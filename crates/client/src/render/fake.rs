//! Scripted in-process browser for tests.

use std::collections::HashMap;
use std::sync::atomic::{AtomicUsize, Ordering};
use std::sync::{Arc, Mutex};
use std::time::Duration;

use fbfeed_core::SessionCookie;
use url::Url;

use super::{Browser, BrowserPage, RenderError, RequestFilter};

/// Response served for a route.
#[derive(Debug, Clone)]
pub(crate) enum FakeResponse {
    Html(String),
    Fail(String),
    Hang,
}

/// Observations shared between the browser and its pages.
#[derive(Debug, Default)]
pub(crate) struct FakeStats {
    pub opened: AtomicUsize,
    pub closed: AtomicUsize,
    pub navigations: AtomicUsize,
    pub visited: Mutex<Vec<String>>,
    pub cookies: Mutex<Vec<SessionCookie>>,
    pub cookie_domain: Mutex<Option<String>>,
    pub filter: Mutex<Option<RequestFilter>>,
}

impl FakeStats {
    pub fn navigations(&self) -> usize {
        self.navigations.load(Ordering::SeqCst)
    }

    pub fn opened(&self) -> usize {
        self.opened.load(Ordering::SeqCst)
    }

    pub fn closed(&self) -> usize {
        self.closed.load(Ordering::SeqCst)
    }

    pub fn visited(&self) -> Vec<String> {
        self.visited.lock().unwrap().clone()
    }
}

/// Browser serving canned HTML keyed by `path?query`, ignoring `locale`.
#[derive(Default)]
pub(crate) struct FakeBrowser {
    routes: Arc<HashMap<String, FakeResponse>>,
    delay: Duration,
    pub stats: Arc<FakeStats>,
}

impl FakeBrowser {
    pub fn new() -> Self {
        Self::default()
    }

    pub fn route(mut self, path_and_query: &str, response: FakeResponse) -> Self {
        Arc::make_mut(&mut self.routes).insert(path_and_query.to_string(), response);
        self
    }

    pub fn html(self, path_and_query: &str, html: &str) -> Self {
        self.route(path_and_query, FakeResponse::Html(html.to_string()))
    }

    /// Delay every navigation, to widen concurrency windows.
    pub fn with_delay(mut self, delay: Duration) -> Self {
        self.delay = delay;
        self
    }
}

fn route_key(url: &Url) -> String {
    let pairs: Vec<String> = url
        .query_pairs()
        .filter(|(k, _)| k != "locale")
        .map(|(k, v)| format!("{k}={v}"))
        .collect();
    if pairs.is_empty() { url.path().to_string() } else { format!("{}?{}", url.path(), pairs.join("&")) }
}

#[async_trait::async_trait]
impl Browser for FakeBrowser {
    async fn new_page(&self) -> Result<Box<dyn BrowserPage>, RenderError> {
        self.stats.opened.fetch_add(1, Ordering::SeqCst);
        Ok(Box::new(FakePage {
            routes: Arc::clone(&self.routes),
            delay: self.delay,
            stats: Arc::clone(&self.stats),
            html: None,
        }))
    }
}

struct FakePage {
    routes: Arc<HashMap<String, FakeResponse>>,
    delay: Duration,
    stats: Arc<FakeStats>,
    html: Option<String>,
}

#[async_trait::async_trait]
impl BrowserPage for FakePage {
    async fn install_request_filter(&mut self, filter: RequestFilter) -> Result<(), RenderError> {
        *self.stats.filter.lock().unwrap() = Some(filter);
        Ok(())
    }

    async fn set_cookies(&mut self, cookies: &[SessionCookie], domain: &str) -> Result<(), RenderError> {
        *self.stats.cookies.lock().unwrap() = cookies.to_vec();
        *self.stats.cookie_domain.lock().unwrap() = Some(domain.to_string());
        Ok(())
    }

    async fn goto(&mut self, url: &Url, timeout: Duration) -> Result<(), RenderError> {
        self.stats.navigations.fetch_add(1, Ordering::SeqCst);
        self.stats.visited.lock().unwrap().push(url.to_string());
        if !self.delay.is_zero() {
            tokio::time::sleep(self.delay).await;
        }

        match self.routes.get(&route_key(url)) {
            Some(FakeResponse::Html(html)) => {
                self.html = Some(html.clone());
                Ok(())
            }
            Some(FakeResponse::Fail(reason)) => Err(RenderError::Navigation(reason.clone())),
            Some(FakeResponse::Hang) => {
                tokio::time::sleep(timeout).await;
                Err(RenderError::Timeout(timeout.as_millis() as u64))
            }
            None => Err(RenderError::Navigation(format!("no route for {}", route_key(url)))),
        }
    }

    async fn content(&self) -> Result<String, RenderError> {
        self.html
            .clone()
            .ok_or_else(|| RenderError::ContentRetrieval("nothing loaded".into()))
    }

    async fn close(self: Box<Self>) {
        self.stats.closed.fetch_add(1, Ordering::SeqCst);
    }
}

_Problem to work on:_
Using the data above, report how many lines include the string "derive" and add nothing to the number.

_Answer:_
3